What are practical uses of applicative style?

Question

I am a Scala programmer, learning Haskell now. It\'s easy to find practical use cases and real world examples for OO concepts, such as decorators, strategy pattern etc. Books an

Answer 1

Since many applicatives are also monads, I feel there's really two sides to this question.

Why would I want to use the applicative interface instead of the monadic one when both are available?

This is mostly a matter of style. Although monads have the syntactic sugar of do-notation, using applicative style frequently leads to more compact code.

In this example, we have a type Foo and we want to construct random values of this type. Using the monad instance for IO, we might write

data Foo = Foo Int Double

randomFoo = do
    x <- randomIO
    y <- randomIO
    return $ Foo x y

The applicative variant is quite a bit shorter.
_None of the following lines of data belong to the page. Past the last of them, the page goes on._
// src/analysis/location.rs

//! Home/away split comparison: the home team's record at home against the
//! away team's record on the road.

use serde::{Deserialize, Serialize};

use crate::analysis::{keyed, require};
use crate::graph::{Payload, Work};

pub const OUTPUT_KEY: &str = "location_analysis";

#[derive(Debug, Clone, Default, Deserialize)]
pub struct TeamSplits {
    #[serde(default)]
    pub home_win_rate: f64,
    #[serde(default)]
    pub home_avg_points: f64,
    #[serde(default)]
    pub home_avg_points_allowed: f64,
    #[serde(default)]
    pub away_win_rate: f64,
    #[serde(default)]
    pub away_avg_points: f64,
    #[serde(default)]
    pub away_avg_points_allowed: f64,
}

#[derive(Debug, Deserialize)]
struct TeamWithSplits {
    #[serde(default)]
    splits: TeamSplits,
}

#[derive(Debug, Clone, Copy, PartialEq, Eq, Serialize, Deserialize)]
#[serde(rename_all = "lowercase")]
pub enum LocationAdvantage {
    Home,
    Neutral,
}

#[derive(Debug, Clone, Serialize, Deserialize)]
pub struct VenuePerformance {
    pub win_rate: f64,
    pub avg_points_scored: f64,
    pub avg_points_allowed: f64,
}

#[derive(Debug, Clone, Serialize, Deserialize)]
pub struct LocationReport {
    /// Home team's performance in home games.
    pub home: VenuePerformance,
    /// Away team's performance on the road.
    pub away: VenuePerformance,
    pub location_advantage: LocationAdvantage,
}

pub fn analyze_location(home: &TeamSplits, away: &TeamSplits) -> LocationReport {
    let location_advantage = if home.home_win_rate > away.away_win_rate {
        LocationAdvantage::Home
    } else {
        LocationAdvantage::Neutral
    };

    LocationReport {
        home: VenuePerformance {
            win_rate: home.home_win_rate,
            avg_points_scored: home.home_avg_points,
            avg_points_allowed: home.home_avg_points_allowed,
        },
        away: VenuePerformance {
            win_rate: away.away_win_rate,
            avg_points_scored: away.away_avg_points,
            avg_points_allowed: away.away_avg_points_allowed,
        },
        location_advantage,
    }
}

#[derive(Debug, Clone, Copy, Default)]
pub struct LocationAnalysis;

impl Work for LocationAnalysis {
    fn run(&self, input: &Payload) -> anyhow::Result<Payload> {
        let home: TeamWithSplits = require(input, "home")?;
        let away: TeamWithSplits = require(input, "away")?;
        keyed(OUTPUT_KEY, &analyze_location(&home.splits, &away.splits))
    }
}

#[cfg(test)]
mod tests {
    use super::*;

    #[test]
    fn strong_home_record_yields_home_advantage() {
        let home = TeamSplits {
            home_win_rate: 0.75,
            ..TeamSplits::default()
        };
        let away = TeamSplits {
            away_win_rate: 0.40,
            ..TeamSplits::default()
        };
        let report = analyze_location(&home, &away);
        assert_eq!(report.location_advantage, LocationAdvantage::Home);
        assert_eq!(report.home.win_rate, 0.75);
        assert_eq!(report.away.win_rate, 0.40);
    }

    #[test]
    fn strong_road_team_neutralizes_the_venue() {
        let home = TeamSplits {
            home_win_rate: 0.50,
            ..TeamSplits::default()
        };
        let away = TeamSplits {
            away_win_rate: 0.60,
            ..TeamSplits::default()
        };
        let report = analyze_location(&home, &away);
        assert_eq!(report.location_advantage, LocationAdvantage::Neutral);
    }
}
randomFoo = Foo <$> randomIO <*> randomIO

Of course, we could use liftM2 to get similar brevity, however the applicative style is neater than having to rely on arity-specific lifting functions.

In practice, I mostly find myself using applicatives much in the same way like I use point-free style: To avoid naming intermediate values when an operation is more clearly expressed as a composition of other operations.

Why would I want to use an applicative that is not a monad?

Since applicatives are more restricted than monads, this means that you can extract more useful static information about them.

An example of this is applicative parsers. Whereas monadic parsers support sequential composition using (>>=) :: Monad m => m a -> (a -> m b) -> m b, applicative parsers only use (<*>) :: Applicative f => f (a -> b) -> f a -> f b. The types make the difference obvious: In monadic parsers the grammar can change depending on the input, whereas in an applicative parser the grammar is fixed.

By limiting the interface in this way, we can for example determine whether a parser will accept the empty string without running it. We can also determine the first and follow sets, which can be used for optimization, or, as I've been playing with recently, constructing parsers that support better error recovery.